Une fois que vous serez partis d'ici et que vous réfléchirez à ces questions — qui vous préoccupent tous, vous qui représentez un grand nombre de gens dans vos domaines respectifs —, si vous pensez pouvoir nous conseiller une manière de recueillir, en cette ère moderne de l'électronique, de l'information qui permettrait de prévoir les pénuries de médicaments, nous serions heureux de recueillir vos observations. S'il vous vient des idées, veuillez nous les communiquer par l'entremise de la greffière.
Je n'entrerai pas dans les détails maintenant, mais nous avons appris, dans le cadre des divers examens que nous avons effectués, comme celui réalisé au nom du Parlement sur la pandémie de H1N1, que les pharmaciens sont souvent parmi les premiers informés des éclosions de maladies, si on peut dire, et pourraient peut-être prévoir de quels médicaments on pourrait avoir besoin. Ce n'est qu'une facette de l'affaire, mais elle a un lien avec l'idée d'une base de données permettant de détecter une hausse soudaine des chiffres à cet égard.

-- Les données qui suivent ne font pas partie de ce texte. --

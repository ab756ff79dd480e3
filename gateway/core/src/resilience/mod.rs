//! Resilience Primitives
//!
//! The three building blocks every outbound call is wrapped in:
//!
//! ```text
//!   request ──► RateLimiter::admit ──► CircuitBreaker::call ──► RetryPolicy::retry ──► HTTP
//!               (caller AND endpoint)   (per dependency)         (per call)
//! ```
//!
//! None of them hold a lock across an awaited network call.

pub mod circuit_breaker;
pub mod rate_limit;
pub mod retry;

pub use circuit_breaker::{
    BreakerConfig, BreakerError, BreakerRegistry, BreakerStats, CircuitBreaker, CircuitState,
};
pub use rate_limit::{RateLimitConfig, RateLimitError, RateLimiter, TokenBucket};
pub use retry::{ErrorClass, ErrorClassifier, RetryError, RetryPolicy, MAX_BACKOFF_BASE};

Du point de vue des distributeurs, des rapports avec les manufacturiers et des connaissances sur ce qui se passe à l'échelle mondiale, nous connaissons la réponse à une des questions posées plus tôt au sujet de la fabrication de médicaments. Dans le cadre d'une étude précédente, un témoin nous a indiqué que les ingrédients ou les composantes actifs utilisés dans le processus de fabrication — des produits clés — viennent de plusieurs pays. Il n'est donc pas simple de recueillir des données.
Vous possédez tous une expérience considérable, et notre rôle consiste à prodiguer au gouvernement et aux organismes des recommandations qui peuvent réellement avoir des effets bénéfiques. Nous vous serions donc très reconnaissants de continuer de réfléchir à ces questions et de contribuer à nos travaux après votre départ.
Sur ce, je tiens à vous remercier au nom du comité d'avoir témoigné et de vous être efforcés d'apporter des éclaircissements au sujet des questions que nous vous avons posées. Je remercie aussi mes collègues encore une fois.